Video HDR

Capturing Videos in High-Dynamic-Range (HDR) with HLG/HDR encodings and 10-bit

Video HDR captures Frames in a higher dynamic range, which allows much brighter highlights and deeper shadows.

Enable Video HDR

To enable Video HDR, pass a { videoDynamicRange: ... } constraint in your constraints. The CommonDynamicRanges export defines a few commonly used Dynamic Ranges such as ANY_SDR or ANY_HDR:

function App() {
  const device = ...

  return (
    <Camera
      style={StyleSheet.absoluteFill}
      isActive={true}
      device={device}
      constraints={[
        { videoDynamicRange: CommonDynamicRanges.ANY_HDR }
      ]}
    />
  )
}
function App() {
  const device = ...

  const camera = useCamera({
    isActive: true,
    device: device,
    constraints: [
      { videoDynamicRange: CommonDynamicRanges.ANY_HDR }
    ]
  })
}
const session = ...
const device = ...

const controllers = await session.configure([
  {
    input: device,
    outputs: [],
    constraints: [
      { videoDynamicRange: CommonDynamicRanges.ANY_HDR }
    ]
  }
], {})

The CameraSession internally negotiates the { videoDynamicRange: ... } constraint with other enabled constraints and all connected CameraOutputs to find a best-matching supported combination on this device.

Tip

To check if Video HDR is supported with your specific combination of constraints and outputs upfront, use isSessionConfigSupported(...).

Custom Dynamic Ranges

For a custom TargetDynamicRange, pass the dynamic range as an object directly. - for example, to try using 'apple-log' in 10-bit:

[
  {
    videoDynamicRange: {
      bitDepth: 'hdr-10-bit',
      colorSpace: 'apple-log',
      colorRange: 'full'
    }
  }
]

Implementation details

Video HDR is implemented in four different ways, possibly combined.

Higher Bit-Depth

Some Video HDR pipelines capture Frames with a higher bit-depth (10-bit instead of 8-bit) allowing for a wider color-spectrum.
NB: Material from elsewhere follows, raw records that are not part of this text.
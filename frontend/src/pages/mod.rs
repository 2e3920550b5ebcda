//! One module per screen, plus the `Page` enum the app navigates with.
//!
//! Navigation is a location hash (`#/products`, `#/categories/3`) so a
//! reload lands on the same screen.

pub mod categories;
pub mod category_products;
pub mod dashboard;
pub mod editing;
pub mod products;
pub mod purchases;
pub mod reports;
pub mod sales;

pub use categories::CategoriesPage;
pub use category_products::CategoryProductsPage;
pub use dashboard::Dashboard;
pub use products::ProductsPage;
pub use purchases::PurchasesPage;
pub use reports::Reports;
pub use sales::SalesPage;

#[derive(Debug, Clone, Copy, PartialEq, Eq, Default)]
pub enum Page {
    #[default]
    Dashboard,
    Products,
    Categories,
    CategoryProducts(i64),
    Purchases,
    Sales,
    Reports,
}

impl Page {
    /// Entries of the navigation bar, in order
    pub const NAV: [Page; 6] = [
        Page::Dashboard,
        Page::Products,
        Page::Categories,
        Page::Purchases,
        Page::Sales,
        Page::Reports,
    ];

    pub fn title(self) -> &'static str {
        match self {
            Page::Dashboard => "Dashboard",
            Page::Products => "Products",
            Page::Categories | Page::CategoryProducts(_) => "Categories",
            Page::Purchases => "Purchases",
            Page::Sales => "Sales",
            Page::Reports => "Reports",
        }
    }

    pub fn hash(self) -> String {
        match self {
            Page::Dashboard => "#/".to_string(),
            Page::Products => "#/products".to_string(),
            Page::Categories => "#/categories".to_string(),
            Page::CategoryProducts(id) => format!("#/categories/{}", id),
            Page::Purchases => "#/purchases".to_string(),
            Page::Sales => "#/sales".to_string(),
            Page::Reports => "#/reports".to_string(),
        }
    }

    /// Unknown hashes land on the dashboard
    pub fn from_hash(hash: &str) -> Page {
        let path = hash.trim_start_matches('#').trim_matches('/');
        let mut parts = path.split('/');
        match (parts.next(), parts.next(), parts.next()) {
            (Some("products"), None, _) => Page::Products,
            (Some("categories"), None, _) => Page::Categories,
            (Some("categories"), Some(id), None) => match id.parse() {
                Ok(id) => Page::CategoryProducts(id),
                Err(_) => Page::Categories,
            },
            (Some("purchases"), None, _) => Page::Purchases,
            (Some("sales"), None, _) => Page::Sales,
            (Some("reports"), None, _) => Page::Reports,
            _ => Page::Dashboard,
        }
    }

    /// Whether a nav entry should be highlighted while `self` is shown
    pub fn highlights(self, entry: Page) -> bool {
        self == entry || matches!((self, entry), (Page::CategoryProducts(_), Page::Categories))
    }
}

#[cfg(test)]
mod tests {
    use super::*;

    #[test]
    fn test_hash_round_trip_for_every_page() {
        for page in Page::NAV.into_iter().chain([Page::CategoryProducts(7)]) {
            assert_eq!(Page::from_hash(&page.hash()), page);
        }
    }

    #[test]
    fn test_from_hash_tolerates_noise() {
        assert_eq!(Page::from_hash(""), Page::Dashboard);
        assert_eq!(Page::from_hash("#/sales/"), Page::Sales);
        assert_eq!(Page::from_hash("#/categories/abc"), Page::Categories);
        assert_eq!(Page::from_hash("#/nowhere"), Page::Dashboard);
        assert_eq!(Page::from_hash("#/products/3/extra"), Page::Dashboard);
    }

    #[test]
    fn test_category_products_highlights_categories() {
        assert!(Page::CategoryProducts(2).highlights(Page::Categories));
        assert!(!Page::Products.highlights(Page::Categories));
    }
}
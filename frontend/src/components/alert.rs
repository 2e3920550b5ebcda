use shared::Notification;
use yew::prelude::*;

#[derive(Properties, PartialEq)]
pub struct AlertProps {
    pub notification: Option<Notification>,
    pub on_dismiss: Callback<u32>,
}

/// The page's transient success/error/warning message, if any
#[function_component(Alert)]
pub fn alert(props: &AlertProps) -> Html {
    let Some(notification) = props.notification.as_ref() else {
        return html! {};
    };

    let onclick = {
        let on_dismiss = props.on_dismiss.clone();
        let id = notification.id;
        Callback::from(move |_: MouseEvent| on_dismiss.emit(id))
    };

    html! {
        <div class={notification.kind.css_class()} role="alert">
            <span class="alert-message">{&notification.message}</span>
            <button type="button" class="alert-close" aria-label="Close" {onclick}>{"×"}</button>
        </div>
    }
}

#[derive(Properties, PartialEq)]
pub struct ErrorBannerProps {
    pub message: AttrValue,
    #[prop_or_default]
    pub on_retry: Option<Callback<()>>,
}

/// A load failure that replaces page content
#[function_component(ErrorBanner)]
pub fn error_banner(props: &ErrorBannerProps) -> Html {
    html! {
        <div class="alert error">
            <span class="alert-message">{props.message.clone()}</span>
            {if let Some(on_retry) = props.on_retry.clone() {
                html! {
                    <button type="button" class="btn btn-secondary" onclick={move |_| on_retry.emit(())}>
                        {"Try Again"}
                    </button>
                }
            } else { html! {} }}
        </div>
    }
}
pub mod store;
pub mod use_list_page;
pub mod use_sections;

use inventory_client::ClientConfig;
use yew::prelude::*;

use crate::services::{create_client, AppClient};

pub use use_list_page::{use_list_page, ListPageHandle};
pub use use_sections::{use_category_products, use_dashboard, use_reports, SectionHandle};

/// The session client provided by the app root
#[hook]
pub fn use_api_client() -> AppClient {
    let provided = use_context::<AppClient>();
    let fallback = use_memo((), |_| create_client(ClientConfig::default()));
    provided.unwrap_or_else(|| (*fallback).clone())
}
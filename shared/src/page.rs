//! Page state for the entity list pages and the report page.
//!
//! Pages move through `Loading -> Ready | Error` when they mount or the user
//! retries. Mutations never touch that state: a successful create or update
//! replaces the rows via [`PageAction::Refreshed`], a successful delete drops
//! the row locally via [`PageAction::Removed`], and any failure only raises a
//! [`Notification`].

use crate::{CategorySales, DashboardSnapshot, Identified, StockAlert, TopSeller};

/// How long a notification stays on screen
pub const NOTIFICATION_TTL_MS: u32 = 5_000;

#[derive(Debug, Clone, PartialEq)]
pub enum LoadState<T> {
    Loading,
    Ready(T),
    Error(String),
}

impl<T> Default for LoadState<T> {
    fn default() -> Self {
        LoadState::Loading
    }
}

impl<T> LoadState<T> {
    pub fn is_loading(&self) -> bool {
        matches!(self, LoadState::Loading)
    }

    pub fn data(&self) -> Option<&T> {
        match self {
            LoadState::Ready(data) => Some(data),
            _ => None,
        }
    }

    pub fn error(&self) -> Option<&str> {
        match self {
            LoadState::Error(message) => Some(message),
            _ => None,
        }
    }

    pub fn from_result(result: Result<T, String>) -> Self {
        match result {
            Ok(data) => LoadState::Ready(data),
            Err(message) => LoadState::Error(message),
        }
    }
}

#[derive(Debug, Clone, Copy, PartialEq, Eq)]
pub enum NotificationKind {
    Success,
    Error,
    Warning,
    Info,
}

impl NotificationKind {
    pub fn css_class(self) -> &'static str {
        match self {
            NotificationKind::Success => "alert success",
            NotificationKind::Error => "alert error",
            NotificationKind::Warning => "alert warning",
            NotificationKind::Info => "alert info",
        }
    }
}

/// A transient message. Ids let a dismiss timer clear only the message it
/// was started for.
#[derive(Debug, Clone, PartialEq)]
pub struct Notification {
    pub id: u32,
    pub kind: NotificationKind,
    pub message: String,
}

#[derive(Debug, Clone, PartialEq)]
pub enum PageAction<R, A = ()> {
    /// Mount or manual retry
    LoadStarted,
    Loaded(Vec<R>),
    LoadFailed(String),
    /// Rows re-fetched after a mutation
    Refreshed(Vec<R>),
    /// Side data the page needs (e.g. categories for the product table)
    AuxLoaded(A),
    Removed(i64),
    Notify(NotificationKind, String),
    Dismiss(u32),
}

/// State of one entity list page with optional auxiliary data `A`
#[derive(Debug, Clone, PartialEq)]
pub struct ListPage<R, A = ()> {
    pub state: LoadState<Vec<R>>,
    pub aux: A,
    pub notification: Option<Notification>,
    next_notification_id: u32,
}

impl<R, A: Default> Default for ListPage<R, A> {
    fn default() -> Self {
        Self {
            state: LoadState::Loading,
            aux: A::default(),
            notification: None,
            next_notification_id: 1,
        }
    }
}

impl<R: Identified, A> ListPage<R, A> {
    pub fn rows(&self) -> &[R] {
        self.state.data().map(Vec::as_slice).unwrap_or(&[])
    }

    /// Id the next notification will get; lets callers schedule its dismissal
    pub fn next_notification_id(&self) -> u32 {
        self.next_notification_id
    }

    pub fn apply(&mut self, action: PageAction<R, A>) {
        match action {
            PageAction::LoadStarted => self.state = LoadState::Loading,
            PageAction::Loaded(rows) | PageAction::Refreshed(rows) => self.state = LoadState::Ready(rows),
            PageAction::LoadFailed(message) => self.state = LoadState::Error(message),
            PageAction::AuxLoaded(aux) => self.aux = aux,
            PageAction::Removed(id) => {
                if let LoadState::Ready(rows) = &mut self.state {
                    rows.retain(|row| row.id() != id);
                }
            }
            PageAction::Notify(kind, message) => {
                self.notification = Some(Notification {
                    id: self.next_notification_id,
                    kind,
                    message,
                });
                self.next_notification_id = self.next_notification_id.wrapping_add(1);
            }
            PageAction::Dismiss(id) => {
                if self.notification.as_ref().map(|n| n.id) == Some(id) {
                    self.notification = None;
                }
            }
        }
    }
}

pub const SALES_BY_CATEGORY: &str = "Sales by Category";
pub const TOP_SELLING: &str = "Top Selling Products";
pub const LOW_STOCK: &str = "Low Stock Products";

/// The report page: three datasets that load and fail independently.
///
/// A section that already shows data keeps it when a refresh of that
/// section fails; its title is listed in `stale` until the next refresh.
#[derive(Debug, Clone, Default, PartialEq)]
pub struct ReportPage {
    pub sales_by_category: LoadState<Vec<CategorySales>>,
    pub top_selling: LoadState<Vec<TopSeller>>,
    pub low_stock: LoadState<Vec<StockAlert>>,
    pub stale: Vec<&'static str>,
}

#[derive(Debug, Clone, PartialEq)]
pub enum ReportAction {
    LoadStarted,
    SalesByCategory(Result<Vec<CategorySales>, String>),
    TopSelling(Result<Vec<TopSeller>, String>),
    LowStock(Result<Vec<StockAlert>, String>),
}

fn restart<T>(slot: &mut LoadState<T>) {
    if slot.data().is_none() {
        *slot = LoadState::Loading;
    }
}

fn settle<T>(slot: &mut LoadState<T>, result: Result<T, String>, title: &'static str, stale: &mut Vec<&'static str>) {
    match result {
        Err(_) if slot.data().is_some() => {
            if !stale.contains(&title) {
                stale.push(title);
            }
        }
        result => *slot = LoadState::from_result(result),
    }
}

impl ReportPage {
    pub fn apply(&mut self, action: ReportAction) {
        match action {
            ReportAction::LoadStarted => {
                restart(&mut self.sales_by_category);
                restart(&mut self.top_selling);
                restart(&mut self.low_stock);
                self.stale.clear();
            }
            ReportAction::SalesByCategory(result) => {
                settle(&mut self.sales_by_category, result, SALES_BY_CATEGORY, &mut self.stale)
            }
            ReportAction::TopSelling(result) => settle(&mut self.top_selling, result, TOP_SELLING, &mut self.stale),
            ReportAction::LowStock(result) => settle(&mut self.low_stock, result, LOW_STOCK, &mut self.stale),
        }
    }

    /// Warning for sections still showing data from an earlier load
    pub fn stale_notice(&self) -> Option<String> {
        (!self.stale.is_empty()).then(|| {
            format!(
                "Could not refresh {}. Showing previously loaded data.",
                self.stale.join(", ")
            )
        })
    }

    pub fn is_loading(&self) -> bool {
        self.sales_by_category.is_loading() || self.top_selling.is_loading() || self.low_stock.is_loading()
    }

    /// Page-level error, only when nothing at all could be loaded
    pub fn banner(&self) -> Option<&'static str> {
        let all_failed = self.sales_by_category.error().is_some()
            && self.top_selling.error().is_some()
            && self.low_stock.error().is_some();
        all_failed.then_some("Failed to load report data. Please try again later.")
    }
}

/// Single-resource pages (dashboard, one category) load one payload
#[derive(Debug, Clone, PartialEq)]
pub enum DetailAction<D> {
    LoadStarted,
    Loaded(D),
    LoadFailed(String),
}

impl<D> LoadState<D> {
    pub fn apply(&mut self, action: DetailAction<D>) {
        *self = match action {
            DetailAction::LoadStarted => LoadState::Loading,
            DetailAction::Loaded(data) => LoadState::Ready(data),
            DetailAction::LoadFailed(message) => LoadState::Error(message),
        };
    }
}

/// The dashboard always has a snapshot to render; a failed load shows the
/// error over an empty one
#[derive(Debug, Clone, Default, PartialEq)]
pub struct DashboardPage {
    pub snapshot: DashboardSnapshot,
    pub loading: bool,
    pub error: Option<String>,
}

impl DashboardPage {
    pub fn loading() -> Self {
        Self {
            loading: true,
            ..Self::default()
        }
    }

    pub fn apply(&mut self, action: DetailAction<DashboardSnapshot>) {
        match action {
            DetailAction::LoadStarted => {
                self.loading = true;
                self.error = None;
            }
            DetailAction::Loaded(snapshot) => {
                self.snapshot = snapshot;
                self.loading = false;
                self.error = None;
            }
            DetailAction::LoadFailed(message) => {
                self.snapshot = DashboardSnapshot::default();
                self.loading = false;
                self.error = Some(message);
            }
        }
    }
}
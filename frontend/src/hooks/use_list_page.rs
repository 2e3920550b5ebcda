use std::rc::Rc;

use gloo::timers::future::TimeoutFuture;
use inventory_client::{AuxService, CrudService, Dispatch, ListController, Liveness};
use shared::{ListPage, PageAction, NOTIFICATION_TTL_MS};
use wasm_bindgen_futures::spawn_local;
use yew::prelude::*;

use crate::hooks::store::Store;
use crate::hooks::use_api_client;
use crate::services::AppClient;

type PageStore<S, X> = Store<ListPage<<S as CrudService>::Row, <X as AuxService>::Aux>>;

/// What a list page gets back from [`use_list_page`]
pub struct ListPageHandle<S, X>
where
    S: CrudService + 'static,
    X: AuxService + 'static,
    X::Aux: Clone,
{
    pub page: UseReducerHandle<PageStore<S, X>>,
    controller: Rc<ListController<S, X>>,
}

impl<S, X> Clone for ListPageHandle<S, X>
where
    S: CrudService + 'static,
    X: AuxService + 'static,
    X::Aux: Clone,
{
    fn clone(&self) -> Self {
        Self {
            page: self.page.clone(),
            controller: Rc::clone(&self.controller),
        }
    }
}

impl<S, X> ListPageHandle<S, X>
where
    S: CrudService + 'static,
    X: AuxService + 'static,
    S::Row: PartialEq + 'static,
    S::Draft: 'static,
    X::Aux: Clone + PartialEq + 'static,
{
    pub fn state(&self) -> &ListPage<S::Row, X::Aux> {
        &self.page.0
    }

    pub fn reload(&self) {
        let controller = Rc::clone(&self.controller);
        spawn_local(async move { controller.load().await });
    }

    /// `done` receives whether the save went through
    pub fn create(&self, draft: S::Draft, done: Callback<bool>) {
        let controller = Rc::clone(&self.controller);
        spawn_local(async move {
            let saved = controller.create(&draft).await;
            done.emit(saved);
        });
    }

    pub fn update(&self, id: i64, draft: S::Draft, done: Callback<bool>) {
        let controller = Rc::clone(&self.controller);
        spawn_local(async move {
            let saved = controller.update(id, &draft).await;
            done.emit(saved);
        });
    }

    pub fn delete(&self, id: i64) {
        let controller = Rc::clone(&self.controller);
        spawn_local(async move {
            controller.delete(id).await;
        });
    }

    pub fn dismiss(&self, id: u32) {
        self.page.dispatch(PageAction::Dismiss(id));
    }
}

/// Binds a [`ListController`] to a Yew reducer for the lifetime of the page.
///
/// Loads on mount, clears notifications after their TTL and stops applying
/// results once the page unmounts.
#[hook]
pub fn use_list_page<S, X>(build: fn(&AppClient) -> (S, X)) -> ListPageHandle<S, X>
where
    S: CrudService + 'static,
    X: AuxService + 'static,
    S::Row: PartialEq + 'static,
    S::Draft: 'static,
    X::Aux: Clone + PartialEq + 'static,
{
    let client = use_api_client();
    let page = use_reducer(PageStore::<S, X>::default);
    let liveness = use_memo((), |_| Liveness::new());

    let controller = {
        let dispatcher = page.dispatcher();
        let liveness = (*liveness).clone();
        use_memo((), move |_| {
            let (service, aux) = build(&client);
            let dispatch: Dispatch<PageAction<S::Row, X::Aux>> =
                Rc::new(move |action| dispatcher.dispatch(action));
            ListController::new(service, aux, dispatch, liveness)
        })
    };

    {
        let controller = Rc::clone(&controller);
        let liveness = Rc::clone(&liveness);
        use_effect_with((), move |_| {
            spawn_local(async move { controller.load().await });
            move || liveness.end()
        });
    }

    {
        let dispatcher = page.dispatcher();
        let liveness = Rc::clone(&liveness);
        let notification_id = page.0.notification.as_ref().map(|n| n.id);
        use_effect_with(notification_id, move |id| {
            if let Some(id) = *id {
                spawn_local(async move {
                    TimeoutFuture::new(NOTIFICATION_TTL_MS).await;
                    if liveness.is_alive() {
                        dispatcher.dispatch(PageAction::Dismiss(id));
                    }
                });
            }
            || ()
        });
    }

    ListPageHandle { page, controller }
}
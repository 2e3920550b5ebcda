//! Resilient HTTP client for the inventory backend.
//!
//! Every call goes through [`ApiClient::request`], which layers three things
//! over the raw [`Transport`]:
//!
//! - GET responses are cached for the configured TTL and replayed verbatim.
//! - A timed-out request is retried once with the longer retry timeout.
//! - On a network failure the alternate host is probed; if it answers, the
//!   client switches to it for the rest of the session and retries once.
//!
//! Clones share the active host and the cache.

use std::cell::RefCell;
use std::rc::Rc;

use serde::Serialize;
use serde_json::Value;
use shared::Envelope;

use crate::cache::{Clock, ResponseCache, SystemClock};
use crate::config::ClientConfig;
use crate::error::ApiError;
use crate::transport::{HttpRequest, HttpResponse, Method, Transport, TransportError};

type Params<'a> = &'a [(&'a str, String)];

struct Session {
    active_base: String,
    cache: ResponseCache,
}

/// Outcome of probing one URL in [`ApiClient::test_connection`]
#[derive(Debug, Clone, PartialEq)]
pub struct ConnectionCheck {
    pub url: String,
    pub status: Option<u16>,
    pub error: Option<String>,
}

impl ConnectionCheck {
    pub fn reachable(&self) -> bool {
        matches!(self.status, Some(status) if (200..300).contains(&status))
    }
}

pub struct ApiClient<T> {
    transport: Rc<T>,
    config: Rc<ClientConfig>,
    clock: Rc<dyn Clock>,
    session: Rc<RefCell<Session>>,
}

impl<T> Clone for ApiClient<T> {
    fn clone(&self) -> Self {
        Self {
            transport: Rc::clone(&self.transport),
            config: Rc::clone(&self.config),
            clock: Rc::clone(&self.clock),
            session: Rc::clone(&self.session),
        }
    }
}

/// Two handles are equal when they share a session
impl<T> PartialEq for ApiClient<T> {
    fn eq(&self, other: &Self) -> bool {
        Rc::ptr_eq(&self.session, &other.session)
    }
}

impl<T: Transport> ApiClient<T> {
    pub fn new(transport: T, config: ClientConfig) -> Self {
        Self::with_clock(transport, config, SystemClock)
    }

    pub fn with_clock(transport: T, config: ClientConfig, clock: impl Clock + 'static) -> Self {
        let session = Session {
            active_base: config.base_url.clone(),
            cache: ResponseCache::new(config.cache_ttl_ms),
        };
        Self {
            transport: Rc::new(transport),
            config: Rc::new(config),
            clock: Rc::new(clock),
            session: Rc::new(RefCell::new(session)),
        }
    }

    pub fn config(&self) -> &ClientConfig {
        &self.config
    }

    /// Base URL currently used for requests
    pub fn active_base_url(&self) -> String {
        self.session.borrow().active_base.clone()
    }

    pub fn invalidate_cache(&self) {
        self.session.borrow_mut().cache.clear();
    }

    pub async fn get(&self, path: &str, params: Params<'_>) -> Result<Envelope, ApiError> {
        self.request(Method::Get, path, None, params).await
    }

    pub async fn post<B: Serialize>(&self, path: &str, body: &B) -> Result<Envelope, ApiError> {
        let body = encode(body)?;
        self.request(Method::Post, path, Some(body), &[]).await
    }

    pub async fn put<B: Serialize>(&self, path: &str, body: &B) -> Result<Envelope, ApiError> {
        let body = encode(body)?;
        self.request(Method::Put, path, Some(body), &[]).await
    }

    pub async fn delete(&self, path: &str) -> Result<Envelope, ApiError> {
        self.request(Method::Delete, path, None, &[]).await
    }

    /// Send one request and validate the envelope it returns.
    ///
    /// `path` is relative to the active base URL and starts with `/`.
    pub async fn request(
        &self,
        method: Method,
        path: &str,
        body: Option<Value>,
        params: Params<'_>,
    ) -> Result<Envelope, ApiError> {
        let target = with_query(path, params);
        let cache_key = (method == Method::Get).then(|| ResponseCache::key(path, params));

        if let Some(key) = &cache_key {
            let hit = self.session.borrow_mut().cache.get(key, self.clock.now_ms());
            if let Some(response) = hit {
                log::debug!("Using cached response for: GET {}", target);
                return finish(response);
            }
        }

        let body = body.map(|value| value.to_string());
        let response = self.send_with_recovery(method, &target, body).await?;

        if let Some(key) = cache_key {
            self.session
                .borrow_mut()
                .cache
                .put(key, &response, self.clock.now_ms());
        }

        let envelope = finish(response)?;
        if method.is_mutation() {
            self.invalidate_cache();
        }
        Ok(envelope)
    }

    async fn send_with_recovery(
        &self,
        method: Method,
        target: &str,
        body: Option<String>,
    ) -> Result<HttpResponse, ApiError> {
        let mut timeout = self.config.timeout();
        let mut retried = false;
        let mut fallback_attempted = false;

        loop {
            let base = self.active_base_url();
            let request = HttpRequest {
                method,
                url: format!("{}{}", base, target),
                body: body.clone(),
                timeout,
            };
            log::debug!("Request: {} {}", method, request.url);

            match self.transport.send(request).await {
                Ok(response) => {
                    log::debug!("Response: {} from {}{}", response.status, base, target);
                    return Ok(response);
                }
                Err(TransportError::Timeout) if !retried => {
                    log::warn!("{} {} timed out, retrying with longer timeout", method, target);
                    retried = true;
                    timeout = self.config.retry_timeout();
                }
                Err(TransportError::Network(message)) if !fallback_attempted => {
                    log::error!("Error with {} {}: {}", method, target, message);
                    fallback_attempted = true;
                    if !self.switch_to_alternate(&base).await {
                        return Err(ApiError::Network(message));
                    }
                }
                Err(err) => return Err(err.into()),
            }
        }
    }

    /// Probe the host that is not `from`; switch to it if it answers
    async fn switch_to_alternate(&self, from: &str) -> bool {
        let alternate = self.config.alternate_of(from).to_string();
        if !self.probe(&alternate).await {
            return false;
        }
        log::info!("Switching to fallback URL: {}", alternate);
        self.session.borrow_mut().active_base = alternate;
        true
    }

    async fn probe(&self, base: &str) -> bool {
        let url = format!("{}{}", base, self.config.probe_path);
        let request = HttpRequest::get(url, self.config.probe_timeout());
        match self.transport.send(request).await {
            Ok(response) if response.is_success() => {
                log::info!("Backend server at {} is accessible", base);
                true
            }
            Ok(response) => {
                log::warn!("Backend server at {} answered {}", base, response.status);
                false
            }
            Err(err) => {
                log::warn!("Backend server at {} is not accessible: {}", base, err);
                false
            }
        }
    }

    /// GET that tolerates the backend's inconsistent routes.
    ///
    /// On a network error or 404 the path is retried with the other
    /// trailing-slash form, then once against the alternate host without
    /// switching to it. If all of that fails the first error is returned.
    ///
    /// With both hosts down one call sends up to five requests: the path, a
    /// probe, the toggled path, a second probe and the alternate host. Each
    /// probe waits up to `probe_timeout_ms`.
    pub async fn get_tolerant(&self, path: &str, params: Params<'_>) -> Result<Envelope, ApiError> {
        let original = match self.get(path, params).await {
            Ok(envelope) => return Ok(envelope),
            Err(err) if matches!(err, ApiError::Network(_)) || err.is_not_found() => err,
            Err(err) => return Err(err),
        };

        let alternate_path = toggle_trailing_slash(path);
        log::warn!("GET {} failed ({}), trying {}", path, original, alternate_path);
        match self.get(&alternate_path, params).await {
            Ok(envelope) => return Ok(envelope),
            Err(err) => log::warn!("GET {} failed: {}", alternate_path, err),
        }

        let alternate_base = self.config.alternate_of(&self.active_base_url()).to_string();
        match self.get_once(&alternate_base, path, params).await {
            Ok(envelope) => Ok(envelope),
            Err(err) => {
                log::warn!("GET {}{} failed: {}", alternate_base, path, err);
                Err(original)
            }
        }
    }

    /// A single uncached GET against an explicit base URL
    async fn get_once(&self, base: &str, path: &str, params: Params<'_>) -> Result<Envelope, ApiError> {
        let request = HttpRequest::get(
            format!("{}{}", base, with_query(path, params)),
            self.config.timeout(),
        );
        let response = self.transport.send(request).await?;
        finish(response)
    }

    /// Probe both hosts, with and without a trailing slash
    pub async fn test_connection(&self) -> Vec<ConnectionCheck> {
        let probe = self.config.probe_path.trim_end_matches('/');
        let mut urls = Vec::new();
        for base in [&self.config.base_url, &self.config.fallback_url] {
            urls.push(format!("{}{}", base, probe));
            urls.push(format!("{}{}/", base, probe));
        }

        let mut checks = Vec::with_capacity(urls.len());
        for url in urls {
            log::debug!("Testing connection to: {}", url);
            let request = HttpRequest::get(url.clone(), self.config.probe_timeout());
            let check = match self.transport.send(request).await {
                Ok(response) => ConnectionCheck {
                    url,
                    status: Some(response.status),
                    error: None,
                },
                Err(err) => ConnectionCheck {
                    url,
                    status: None,
                    error: Some(err.to_string()),
                },
            };
            checks.push(check);
        }
        checks
    }
}

fn encode<B: Serialize>(body: &B) -> Result<Value, ApiError> {
    serde_json::to_value(body).map_err(|e| ApiError::Encode(e.to_string()))
}

/// Status check plus envelope validation
fn finish(response: HttpResponse) -> Result<Envelope, ApiError> {
    if !response.is_success() {
        return Err(ApiError::from_status(response.status, &response.body));
    }
    let envelope = Envelope::parse(&response.body)?;
    if !envelope.success {
        let message = envelope
            .error
            .or(envelope.message)
            .unwrap_or_else(|| "The server reported a failure".to_string());
        return Err(ApiError::Rejected(message));
    }
    Ok(envelope)
}

fn with_query(path: &str, params: Params<'_>) -> String {
    if params.is_empty() {
        return path.to_string();
    }
    let query = url::form_urlencoded::Serializer::new(String::new())
        .extend_pairs(params.iter().map(|(k, v)| (*k, v.as_str())))
        .finish();
    format!("{}?{}", path, query)
}

fn toggle_trailing_slash(path: &str) -> String {
    match path.strip_suffix('/') {
        Some(trimmed) => trimmed.to_string(),
        None => format!("{}/", path),
    }
}
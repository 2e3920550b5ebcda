use yew::prelude::*;

#[derive(Properties, PartialEq)]
pub struct PageHeaderProps {
    pub title: AttrValue,
    pub subtitle: AttrValue,
    /// Label and handler of the button on the right, if the page has one
    #[prop_or_default]
    pub action: Option<(AttrValue, Callback<()>)>,
    #[prop_or_default]
    pub children: Html,
}

#[function_component(PageHeader)]
pub fn page_header(props: &PageHeaderProps) -> Html {
    html! {
        <div class="page-header">
            {props.children.clone()}
            <div>
                <h1>{props.title.clone()}</h1>
                <p class="page-subtitle">{props.subtitle.clone()}</p>
            </div>
            {if let Some((label, onclick)) = props.action.clone() {
                html! {
                    <button type="button" class="btn btn-primary" onclick={move |_| onclick.emit(())}>
                        {label}
                    </button>
                }
            } else { html! {} }}
        </div>
    }
}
Bit DepthDifferent ColorsMaximum Brightness
8-bit256~100 nits
10-bit1024~1000-4000 nits

Different Transfer Function

Video SDR (standard dynamic range) uses a simple gamma curve for color mapping (e.g. BT.1886), which is limited in brightness range.

Video HDR often use a different transfer functions - often PQ (HDR10/Dolby) or HLG, which fundamentally changes how brightness is encoded.

Different Color Spaces

The transfer functions often also affect color-spaces - while Video SDR typically uses 'srgb', an HDR pipeline uses a wider color-space like 'hlg-bt2020'.

Extended Dynamic Range

Many Apple devices support capturing video using "Extended Dynamic Range", which internally doubles Video Frame Rate (see "FPS") to capture an under-exposed, an over-exposed and a regularly-exposed Frame in one go and fuses them together to create a more widely-exposed Frame - this is similar to how "Photo HDR" works.